__Exercise description__
Beginning with the first line of the data below, reproduce every line unchanged, ending with the line that holds "pub enum SpawnMarkerPolicy".

"""

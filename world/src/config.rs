//! Tunable behaviour of the world, deserialisable from configuration files.

use serde::{Deserialize, Serialize};

use crate::segment::{SegmentPool, UnknownTilePolicy};

/// What happens to a marker tile once its entity has been spawned.
#[derive(Clone, Copy, Debug, Default, PartialEq, Eq, Hash, Serialize, Deserialize)]
#[serde(rename_all = "snake_case")]
pub enum SpawnMarkerPolicy {
    /// Leave the marker in the grid. Markers never collide, and they cannot
    /// spawn twice because spawning only happens when a column enters.
    #[default]
    Retain,
    /// Blank the marker as soon as the entity exists.
    Clear,
}

/// Configuration applied when constructing a world.
#[derive(Clone, Debug, Default, PartialEq, Eq, Serialize, Deserialize)]
#[serde(default)]
pub struct Config {
    /// Treatment of tile codes outside the known alphabet.
    pub unknown_tiles: UnknownTilePolicy,
    /// Treatment of marker tiles after spawning.
    pub spawn_markers: SpawnMarkerPolicy,
    /// Segments used to refill the staged grid.
    pub segment_pool: SegmentPool,
    /// Seed for segment and variant selection. `None` draws from OS entropy.
    pub rng_seed: Option<u64>,
}

impl Config {
    /// Returns the configuration with a fixed random seed.
    #[must_use]
    pub fn with_seed(mut self, seed: u64) -> Self {
        self.rng_seed = Some(seed);
        self
    }
}

#[cfg(test)]
mod tests {
    use super::*;

    #[test]
    fn defaults_match_stock_game() {
        let config = Config::default();

        assert_eq!(config.unknown_tiles, UnknownTilePolicy::Strict);
        assert_eq!(config.spawn_markers, SpawnMarkerPolicy::Retain);
        assert_eq!(config.segment_pool.count, 10);
        assert_eq!(config.rng_seed, None);
    }

    #[test]
    fn parses_partial_toml() {
        let config: Config = toml::from_str(
            r#"
            unknown_tiles = "lenient"
            rng_seed = 99

            [segment_pool]
            count = 3
            "#,
        )
        .expect("valid configuration");

        assert_eq!(config.unknown_tiles, UnknownTilePolicy::Lenient);
        assert_eq!(config.spawn_markers, SpawnMarkerPolicy::Retain);
        assert_eq!(config.segment_pool.count, 3);
        assert_eq!(config.rng_seed, Some(99));
    }

    #[test]
    fn rejects_unknown_policy_name() {
        let result: Result<Config, _> = toml::from_str(r#"spawn_markers = "explode""#);
        assert!(result.is_err());
    }
}
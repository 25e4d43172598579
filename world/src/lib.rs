#![deny(
    unsafe_code,
    missing_docs,
    dead_code,
    unused_results,
    non_snake_case,
    unreachable_pub
)]

//! Authoritative tile-map state for Scroll Runner.
//!
//! The world owns two fixed-size grids: the *active* grid that is visible and
//! collidable, and the *staged* grid holding the next segment of terrain.
//! Every [`Command::Scroll`] moves one column from the staged grid into the
//! active grid, spawns entities for the markers it carries, scrolls and
//! evicts tracked entities, and refills the staged grid from a random pool
//! segment once it has been fully consumed.

mod config;
mod error;
mod grid;
mod segment;

use std::fmt;

use rand::SeedableRng;
use rand_chacha::ChaCha8Rng;
use scroll_runner_core::{
    Command, Entity, EntityConstructor, Event, SegmentId, TileCode, TileCoordinate, COLUMNS,
    ROWS, TILE_SIZE,
};
use scroll_runner_system_spawning::SpawnRegistry;

pub use config::{Config, SpawnMarkerPolicy};
pub use error::{LoadError, OutOfBoundsError, SegmentLoadError, SpawnError, WorldError};
pub use grid::TileGrid;
pub use segment::{
    DirectorySource, MemorySource, SegmentParser, SegmentPool, SegmentSource, UnknownTilePolicy,
};

/// Number of scroll steps after which the staged grid is exhausted.
const STAGED_LIFETIME: usize = COLUMNS;

/// Counts scroll steps since the staged grid was last refilled.
#[derive(Clone, Copy, Debug, Default, PartialEq, Eq)]
struct ScrollState {
    elapsed: usize,
}

impl ScrollState {
    fn advance(&mut self) {
        self.elapsed = self.elapsed.saturating_add(1);
    }

    /// A refresh that failed leaves the counter past the limit so the next
    /// step retries it.
    fn is_exhausted(&self) -> bool {
        self.elapsed >= STAGED_LIFETIME
    }

    fn reset(&mut self) {
        self.elapsed = 0;
    }
}

/// Represents the authoritative Scroll Runner world state.
pub struct World<C, S>
where
    C: EntityConstructor,
{
    config: Config,
    registry: SpawnRegistry,
    parser: SegmentParser,
    source: S,
    constructor: C,
    active: TileGrid,
    staged: TileGrid,
    staged_segment: SegmentId,
    entities: Vec<C::Entity>,
    scroll: ScrollState,
    rng: ChaCha8Rng,
    tick_index: u64,
}

impl<C, S> World<C, S>
where
    C: EntityConstructor,
    S: SegmentSource,
{
    /// Builds a world whose active grid holds `initial`.
    ///
    /// Every marker in the initial segment spawns its entity immediately; the
    /// staged grid is filled from a random pool segment and its markers stay
    /// inert until they scroll in. Any load or spawn failure aborts
    /// construction.
    pub fn new(
        config: Config,
        registry: SpawnRegistry,
        source: S,
        constructor: C,
        initial: &SegmentId,
    ) -> Result<Self, WorldError> {
        let mut spawned = Vec::new();
        Self::load(config, registry, source, constructor, initial, &mut spawned)
    }

    /// Same as [`World::new`], reporting an [`Event::EntitySpawned`] for every
    /// marker of the initial segment in `out_events`.
    pub fn load(
        config: Config,
        registry: SpawnRegistry,
        mut source: S,
        constructor: C,
        initial: &SegmentId,
        out_events: &mut Vec<Event>,
    ) -> Result<Self, WorldError> {
        let mut rng = match config.rng_seed {
            Some(seed) => ChaCha8Rng::seed_from_u64(seed),
            None => ChaCha8Rng::from_entropy(),
        };
        let parser = SegmentParser::new(config.unknown_tiles, registry.codes());

        let active = TileGrid::load(&mut source, initial, &parser)?;
        let staged_segment = config.segment_pool.pick(&mut rng)?;
        let staged = TileGrid::load(&mut source, &staged_segment, &parser)?;

        let mut world = Self {
            config,
            registry,
            parser,
            source,
            constructor,
            active,
            staged,
            staged_segment,
            entities: Vec::new(),
            scroll: ScrollState::default(),
            rng,
            tick_index: 0,
        };

        let markers: Vec<(TileCoordinate, TileCode)> = world
            .active
            .iter()
            .filter(|(_, code)| !code.is_terrain())
            .collect();
        for (tile, code) in markers {
            if let Some(event) = world.spawn_at(tile, code)? {
                out_events.push(event);
            }
        }

        log::info!(
            "world ready: initial segment `{initial}`, staged segment `{}`, {} entities",
            world.staged_segment,
            world.entities.len()
        );
        Ok(world)
    }

    /// Mutable access to the tracked entities, in spawn order.
    pub fn entities_mut(&mut self) -> &mut [C::Entity] {
        &mut self.entities
    }

    /// Segment source backing the world.
    #[must_use]
    pub fn source(&self) -> &S {
        &self.source
    }

    /// Mutable access to the segment source, for example to repair it after a
    /// failed refresh.
    pub fn source_mut(&mut self) -> &mut S {
        &mut self.source
    }

    /// Entity constructor backing the world.
    #[must_use]
    pub fn constructor(&self) -> &C {
        &self.constructor
    }

    fn scroll(&mut self, out_events: &mut Vec<Event>) -> Result<(), WorldError> {
        let incoming = self.staged.leading_column();
        self.active.shift_left_and_append(incoming);

        // A refused marker must not stop the rest of the column from spawning;
        // the column never enters again.
        let mut first_failure = None;
        let column = COLUMNS - 1;
        for (row, code) in incoming.into_iter().enumerate() {
            match self.spawn_at(grid::coordinate(column, row), code) {
                Ok(Some(event)) => out_events.push(event),
                Ok(None) => {}
                Err(error) => {
                    log::warn!("{error}");
                    if first_failure.is_none() {
                        first_failure = Some(error);
                    }
                }
            }
        }

        self.staged.shift_left_and_append([TileCode::BLANK; ROWS]);
        self.scroll_entities(out_events);

        self.scroll.advance();
        self.tick_index = self.tick_index.saturating_add(1);
        out_events.push(Event::Scrolled {
            tick: self.tick_index,
        });

        if self.scroll.is_exhausted() {
            if let Err(error) = self.refresh_staged(out_events) {
                if first_failure.is_none() {
                    return Err(error.into());
                }
                log::warn!("{error}; retrying on the next scroll");
            }
        }

        first_failure.map_or(Ok(()), Err)
    }

    /// Moves every tracked entity one tile left, including those spawned by
    /// the incoming column, and drops those that passed the left edge.
    fn scroll_entities(&mut self, out_events: &mut Vec<Event>) {
        let shift = f64::from(TILE_SIZE);
        for entity in &mut self.entities {
            let mut position = entity.position();
            position.x -= shift;
            entity.set_position(position);
        }

        let before = self.entities.len();
        self.entities.retain(|entity| entity.position().x >= 0.0);
        let count = before - self.entities.len();
        if count > 0 {
            out_events.push(Event::EntitiesEvicted { count });
        }
    }

    fn refresh_staged(&mut self, out_events: &mut Vec<Event>) -> Result<(), SegmentLoadError> {
        let segment = self.config.segment_pool.pick(&mut self.rng)?;
        self.staged = TileGrid::load(&mut self.source, &segment, &self.parser)?;
        self.staged_segment = segment.clone();
        self.scroll.reset();

        log::debug!("staged segment `{segment}` after tick {}", self.tick_index);
        out_events.push(Event::SegmentStaged { segment });
        Ok(())
    }

    fn spawn_at(
        &mut self,
        tile: TileCoordinate,
        code: TileCode,
    ) -> Result<Option<Event>, WorldError> {
        let Some(rule) = self.registry.spawn_rule_for(code) else {
            return Ok(None);
        };
        let request = rule.request(tile, &mut self.rng);

        let entity = self
            .constructor
            .construct(&request)
            .map_err(|source| SpawnError {
                kind: request.kind.clone(),
                tile,
                source,
            })?;
        self.entities.push(entity);

        if self.config.spawn_markers == SpawnMarkerPolicy::Clear {
            self.active.clear_tile(tile)?;
        }

        log::debug!("spawned {} at {tile} using {}", request.kind, request.asset);
        Ok(Some(Event::EntitySpawned {
            kind: request.kind,
            tile,
            asset: request.asset,
        }))
    }
}

impl<C, S> fmt::Debug for World<C, S>
where
    C: EntityConstructor,
{
    fn fmt(&self, f: &mut fmt::Formatter<'_>) -> fmt::Result {
        f.debug_struct("World")
            .field("config", &self.config)
            .field("staged_segment", &self.staged_segment)
            .field("entities", &self.entities.len())
            .field("scroll", &self.scroll)
            .field("tick_index", &self.tick_index)
            .finish_non_exhaustive()
    }
}

/// Applies the provided command to the world.
///
/// Failures are returned to the caller, who decides whether to retry, skip or
/// halt. A scroll step always completes: a refused spawn is reported after
/// the remaining markers of the column were offered to the constructor, and
/// a staged refresh that failed is retried on the next [`Command::Scroll`].
pub fn apply<C, S>(
    world: &mut World<C, S>,
    command: Command,
    out_events: &mut Vec<Event>,
) -> Result<(), WorldError>
where
    C: EntityConstructor,
    S: SegmentSource,
{
    match command {
        Command::Scroll => world.scroll(out_events),
        Command::ClearTile { tile } => {
            world.active.clear_tile(tile)?;
            out_events.push(Event::TileCleared { tile });
            Ok(())
        }
    }
}

/// Query functions that provide read-only access to the world state.
pub mod query {
    use scroll_runner_core::{EntityConstructor, SegmentId, TileView};

    use super::{Config, TileGrid, World};

    /// Read-only view of the visible, collidable grid.
    #[must_use]
    pub fn active_tiles<C, S>(world: &World<C, S>) -> TileView<'_>
    where
        C: EntityConstructor,
    {
        world.active.view()
    }

    /// The active grid itself; clone it for a snapshot that outlives the borrow.
    #[must_use]
    pub fn active_grid<C, S>(world: &World<C, S>) -> &TileGrid
    where
        C: EntityConstructor,
    {
        &world.active
    }

    /// The staged grid itself.
    #[must_use]
    pub fn staged_grid<C, S>(world: &World<C, S>) -> &TileGrid
    where
        C: EntityConstructor,
    {
        &world.staged
    }

    /// Segment most recently loaded into the staged grid.
    #[must_use]
    pub fn staged_segment<C, S>(world: &World<C, S>) -> &SegmentId
    where
        C: EntityConstructor,
    {
        &world.staged_segment
    }

    /// Tracked entities in spawn order.
    #[must_use]
    pub fn entities<C, S>(world: &World<C, S>) -> &[C::Entity]
    where
        C: EntityConstructor,
    {
        &world.entities
    }

    /// Scroll steps since the staged grid was last refilled.
    #[must_use]
    pub fn scroll_progress<C, S>(world: &World<C, S>) -> usize
    where
        C: EntityConstructor,
    {
        world.scroll.elapsed
    }

    /// Scroll steps completed since construction.
    #[must_use]
    pub fn tick_index<C, S>(world: &World<C, S>) -> u64
    where
        C: EntityConstructor,
    {
        world.tick_index
    }

    /// Configuration the world was built with.
    #[must_use]
    pub fn config<C, S>(world: &World<C, S>) -> &Config
    where
        C: EntityConstructor,
    {
        &world.config
    }
}

#[cfg(test)]
mod tests {
    use super::*;

    #[test]
    fn scroll_state_exhausts_after_one_grid_width() {
        let mut state = ScrollState::default();
        for _ in 0..COLUMNS - 1 {
            state.advance();
        }
        assert!(!state.is_exhausted());

        state.advance();
        assert!(state.is_exhausted());

        state.advance();
        assert!(state.is_exhausted(), "a missed refresh stays pending");

        state.reset();
        assert!(!state.is_exhausted());
    }
}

"""

__Answer__
filename world/src/config.rs
//! Tunable behaviour of the world, deserialisable from configuration files.

use serde::{Deserialize, Serialize};

use crate::segment::{SegmentPool, UnknownTilePolicy};

/// What happens to a marker tile once its entity has been spawned.
#[derive(Clone, Copy, Debug, Default, PartialEq, Eq, Hash, Serialize, Deserialize)]
#[serde(rename_all = "snake_case")]
pub enum SpawnMarkerPolicy {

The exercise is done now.